====== DATASET

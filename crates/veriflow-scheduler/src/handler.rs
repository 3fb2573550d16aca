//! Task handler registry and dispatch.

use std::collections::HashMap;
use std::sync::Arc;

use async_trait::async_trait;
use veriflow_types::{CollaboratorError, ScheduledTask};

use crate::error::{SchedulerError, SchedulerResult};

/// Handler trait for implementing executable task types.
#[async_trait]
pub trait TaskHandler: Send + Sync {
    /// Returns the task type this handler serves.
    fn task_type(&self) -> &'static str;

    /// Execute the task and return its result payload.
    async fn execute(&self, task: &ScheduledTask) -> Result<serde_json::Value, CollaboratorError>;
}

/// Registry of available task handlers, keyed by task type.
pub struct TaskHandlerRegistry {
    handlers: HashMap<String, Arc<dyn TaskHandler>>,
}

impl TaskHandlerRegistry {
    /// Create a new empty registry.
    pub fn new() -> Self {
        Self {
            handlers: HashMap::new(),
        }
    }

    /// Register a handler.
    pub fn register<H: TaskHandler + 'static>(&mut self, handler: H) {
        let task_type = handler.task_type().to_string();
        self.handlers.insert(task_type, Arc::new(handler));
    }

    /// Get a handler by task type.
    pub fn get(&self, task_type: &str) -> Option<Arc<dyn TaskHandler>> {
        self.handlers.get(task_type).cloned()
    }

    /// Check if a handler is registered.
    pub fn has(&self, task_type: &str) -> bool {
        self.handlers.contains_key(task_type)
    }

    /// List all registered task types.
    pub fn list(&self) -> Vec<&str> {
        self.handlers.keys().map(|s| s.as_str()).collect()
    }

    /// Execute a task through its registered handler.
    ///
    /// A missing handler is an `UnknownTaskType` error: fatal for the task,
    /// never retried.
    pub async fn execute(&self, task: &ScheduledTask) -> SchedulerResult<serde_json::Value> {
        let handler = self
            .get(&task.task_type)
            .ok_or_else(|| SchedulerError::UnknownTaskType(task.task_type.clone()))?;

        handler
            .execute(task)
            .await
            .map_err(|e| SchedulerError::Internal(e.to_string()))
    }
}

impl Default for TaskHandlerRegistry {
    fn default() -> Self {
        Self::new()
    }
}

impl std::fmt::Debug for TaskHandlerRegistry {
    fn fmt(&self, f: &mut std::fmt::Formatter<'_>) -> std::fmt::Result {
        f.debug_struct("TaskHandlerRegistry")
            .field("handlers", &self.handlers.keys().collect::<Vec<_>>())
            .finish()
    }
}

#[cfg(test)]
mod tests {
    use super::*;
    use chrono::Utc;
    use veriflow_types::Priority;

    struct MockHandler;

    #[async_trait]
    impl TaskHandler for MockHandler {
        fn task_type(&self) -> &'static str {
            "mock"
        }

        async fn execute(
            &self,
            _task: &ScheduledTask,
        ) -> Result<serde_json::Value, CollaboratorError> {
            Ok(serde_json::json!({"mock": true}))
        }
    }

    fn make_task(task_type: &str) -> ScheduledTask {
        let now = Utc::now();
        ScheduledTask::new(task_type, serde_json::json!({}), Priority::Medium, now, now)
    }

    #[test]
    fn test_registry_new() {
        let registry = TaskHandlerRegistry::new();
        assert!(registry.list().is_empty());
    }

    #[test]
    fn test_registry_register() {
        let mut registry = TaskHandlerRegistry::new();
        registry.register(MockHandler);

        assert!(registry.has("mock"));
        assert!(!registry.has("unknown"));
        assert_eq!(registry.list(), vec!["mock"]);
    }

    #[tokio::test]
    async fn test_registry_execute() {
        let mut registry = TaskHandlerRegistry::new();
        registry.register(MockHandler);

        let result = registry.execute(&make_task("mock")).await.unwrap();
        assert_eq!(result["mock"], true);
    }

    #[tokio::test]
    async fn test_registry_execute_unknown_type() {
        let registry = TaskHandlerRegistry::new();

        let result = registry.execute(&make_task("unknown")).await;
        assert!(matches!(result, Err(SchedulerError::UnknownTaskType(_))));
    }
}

============
====== DATASET

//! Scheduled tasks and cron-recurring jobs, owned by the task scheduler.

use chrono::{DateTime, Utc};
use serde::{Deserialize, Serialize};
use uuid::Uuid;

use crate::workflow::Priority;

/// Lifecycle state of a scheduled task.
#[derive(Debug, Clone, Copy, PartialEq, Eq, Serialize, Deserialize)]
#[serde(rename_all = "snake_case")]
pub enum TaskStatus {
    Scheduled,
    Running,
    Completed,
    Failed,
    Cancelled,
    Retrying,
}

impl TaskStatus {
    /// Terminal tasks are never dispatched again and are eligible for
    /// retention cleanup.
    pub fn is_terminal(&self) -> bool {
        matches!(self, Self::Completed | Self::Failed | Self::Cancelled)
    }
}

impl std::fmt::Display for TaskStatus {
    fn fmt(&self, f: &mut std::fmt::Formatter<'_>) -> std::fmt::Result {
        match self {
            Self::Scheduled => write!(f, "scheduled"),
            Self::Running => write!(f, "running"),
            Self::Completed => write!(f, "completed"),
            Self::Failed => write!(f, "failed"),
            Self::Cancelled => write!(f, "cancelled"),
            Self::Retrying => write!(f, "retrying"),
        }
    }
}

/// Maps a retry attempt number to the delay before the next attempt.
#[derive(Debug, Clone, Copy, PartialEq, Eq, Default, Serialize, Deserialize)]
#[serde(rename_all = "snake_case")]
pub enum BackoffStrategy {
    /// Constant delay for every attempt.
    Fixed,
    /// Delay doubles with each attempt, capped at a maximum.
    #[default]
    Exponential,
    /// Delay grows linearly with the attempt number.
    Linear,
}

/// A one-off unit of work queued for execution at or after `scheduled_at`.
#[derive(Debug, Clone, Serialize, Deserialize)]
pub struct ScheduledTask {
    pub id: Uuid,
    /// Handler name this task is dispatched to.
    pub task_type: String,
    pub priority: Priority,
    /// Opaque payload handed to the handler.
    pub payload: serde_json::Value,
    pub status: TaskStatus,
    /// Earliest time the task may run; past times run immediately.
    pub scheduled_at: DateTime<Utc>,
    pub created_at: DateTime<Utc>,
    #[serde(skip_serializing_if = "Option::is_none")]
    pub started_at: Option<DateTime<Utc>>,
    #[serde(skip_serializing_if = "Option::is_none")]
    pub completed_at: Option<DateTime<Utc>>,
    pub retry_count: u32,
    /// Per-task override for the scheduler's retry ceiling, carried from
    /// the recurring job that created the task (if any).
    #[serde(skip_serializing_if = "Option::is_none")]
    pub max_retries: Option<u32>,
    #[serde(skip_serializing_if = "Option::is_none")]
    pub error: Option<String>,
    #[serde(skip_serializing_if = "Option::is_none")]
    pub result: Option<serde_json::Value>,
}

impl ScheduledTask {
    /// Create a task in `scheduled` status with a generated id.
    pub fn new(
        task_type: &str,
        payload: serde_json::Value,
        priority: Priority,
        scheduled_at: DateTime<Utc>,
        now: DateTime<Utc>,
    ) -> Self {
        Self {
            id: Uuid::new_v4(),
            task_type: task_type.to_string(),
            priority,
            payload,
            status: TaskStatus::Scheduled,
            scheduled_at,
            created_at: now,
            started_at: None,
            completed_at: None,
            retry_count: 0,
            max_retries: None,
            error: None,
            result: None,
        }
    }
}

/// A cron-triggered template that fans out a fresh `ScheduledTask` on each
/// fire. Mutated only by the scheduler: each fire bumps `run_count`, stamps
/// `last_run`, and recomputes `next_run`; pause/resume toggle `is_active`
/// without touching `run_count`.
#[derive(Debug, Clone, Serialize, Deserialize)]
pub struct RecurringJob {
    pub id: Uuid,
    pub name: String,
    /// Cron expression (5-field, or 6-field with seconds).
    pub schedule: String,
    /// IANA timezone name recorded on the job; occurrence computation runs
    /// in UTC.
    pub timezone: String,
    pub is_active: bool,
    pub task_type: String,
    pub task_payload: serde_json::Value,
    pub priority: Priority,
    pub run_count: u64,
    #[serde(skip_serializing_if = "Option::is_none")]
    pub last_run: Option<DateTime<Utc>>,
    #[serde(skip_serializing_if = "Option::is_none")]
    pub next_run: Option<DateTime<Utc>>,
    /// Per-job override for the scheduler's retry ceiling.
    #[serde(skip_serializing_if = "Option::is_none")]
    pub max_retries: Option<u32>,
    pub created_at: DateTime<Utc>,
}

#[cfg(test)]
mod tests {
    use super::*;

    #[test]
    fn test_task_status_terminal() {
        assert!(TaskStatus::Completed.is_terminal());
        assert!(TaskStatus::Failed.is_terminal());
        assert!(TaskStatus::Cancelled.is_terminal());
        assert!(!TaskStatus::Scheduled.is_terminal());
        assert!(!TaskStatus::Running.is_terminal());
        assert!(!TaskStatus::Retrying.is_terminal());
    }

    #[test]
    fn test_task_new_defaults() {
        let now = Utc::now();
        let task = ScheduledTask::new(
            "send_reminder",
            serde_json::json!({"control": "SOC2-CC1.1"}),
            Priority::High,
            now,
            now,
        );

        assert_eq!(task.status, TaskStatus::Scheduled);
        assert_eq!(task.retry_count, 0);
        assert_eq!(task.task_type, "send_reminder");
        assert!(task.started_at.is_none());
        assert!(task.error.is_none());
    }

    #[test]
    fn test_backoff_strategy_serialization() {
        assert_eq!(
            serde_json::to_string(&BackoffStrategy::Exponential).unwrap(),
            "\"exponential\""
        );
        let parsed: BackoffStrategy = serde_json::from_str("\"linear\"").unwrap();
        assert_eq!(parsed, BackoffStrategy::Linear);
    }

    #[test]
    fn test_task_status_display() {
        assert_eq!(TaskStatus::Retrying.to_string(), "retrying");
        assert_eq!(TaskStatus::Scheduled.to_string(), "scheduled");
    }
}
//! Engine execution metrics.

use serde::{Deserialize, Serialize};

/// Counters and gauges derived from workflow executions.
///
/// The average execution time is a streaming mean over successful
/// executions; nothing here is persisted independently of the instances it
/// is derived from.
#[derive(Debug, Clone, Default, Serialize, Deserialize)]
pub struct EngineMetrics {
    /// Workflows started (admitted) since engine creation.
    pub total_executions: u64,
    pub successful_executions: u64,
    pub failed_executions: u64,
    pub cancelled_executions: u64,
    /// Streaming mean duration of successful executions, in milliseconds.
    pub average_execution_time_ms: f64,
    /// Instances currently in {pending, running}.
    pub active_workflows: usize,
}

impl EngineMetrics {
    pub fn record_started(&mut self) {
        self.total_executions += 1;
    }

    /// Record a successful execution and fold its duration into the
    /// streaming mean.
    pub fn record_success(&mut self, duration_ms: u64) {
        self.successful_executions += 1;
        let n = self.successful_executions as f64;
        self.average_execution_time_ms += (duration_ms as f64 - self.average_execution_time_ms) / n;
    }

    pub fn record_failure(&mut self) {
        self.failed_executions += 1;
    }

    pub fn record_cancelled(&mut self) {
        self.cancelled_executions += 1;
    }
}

============

ACTIVITY => Every line from the line containing "filename crates/veriflow-scheduler/src/handler.rs" through the line containing "new empty registry." in the records above must be retyped exactly. Leave out the rest.

WRITTEN RESPONSE =>
filename crates/veriflow-scheduler/src/handler.rs
repository 3fb2573550d16aca
//! Task handler registry and dispatch.

use std::collections::HashMap;
use std::sync::Arc;

use async_trait::async_trait;
use veriflow_types::{CollaboratorError, ScheduledTask};

use crate::error::{SchedulerError, SchedulerResult};

/// Handler trait for implementing executable task types.
#[async_trait]
pub trait TaskHandler: Send + Sync {
    /// Returns the task type this handler serves.
    fn task_type(&self) -> &'static str;

    /// Execute the task and return its result payload.
    async fn execute(&self, task: &ScheduledTask) -> Result<serde_json::Value, CollaboratorError>;
}

/// Registry of available task handlers, keyed by task type.
pub struct TaskHandlerRegistry {
    handlers: HashMap<String, Arc<dyn TaskHandler>>,
}

impl TaskHandlerRegistry {
    /// Create a new empty registry.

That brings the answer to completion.